(Records shown)

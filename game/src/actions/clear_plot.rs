use crate::api::{ActionError, Event};
use crate::math::Tile;
use crate::{occur, Game};

impl Game {
    pub(crate) fn clear_plot(&mut self, tile: Tile) -> Result<Vec<Event>, ActionError> {
        let wear_trowel = self.economy.wear_trowel()?;
        let clear = self.planting.clear_plot(tile)?;
        let events = occur![clear(), wear_trowel(),];
        Ok(events)
    }
}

(End Records shown)

Print all of the entries exactly as they appear.

filename game/src/actions/clear_plot.rs
use crate::api::{ActionError, Event};
use crate::math::Tile;
use crate::{occur, Game};

impl Game {
    pub(crate) fn clear_plot(&mut self, tile: Tile) -> Result<Vec<Event>, ActionError> {
        let wear_trowel = self.economy.wear_trowel()?;
        let clear = self.planting.clear_plot(tile)?;
        let events = occur![clear(), wear_trowel(),];
        Ok(events)
    }
}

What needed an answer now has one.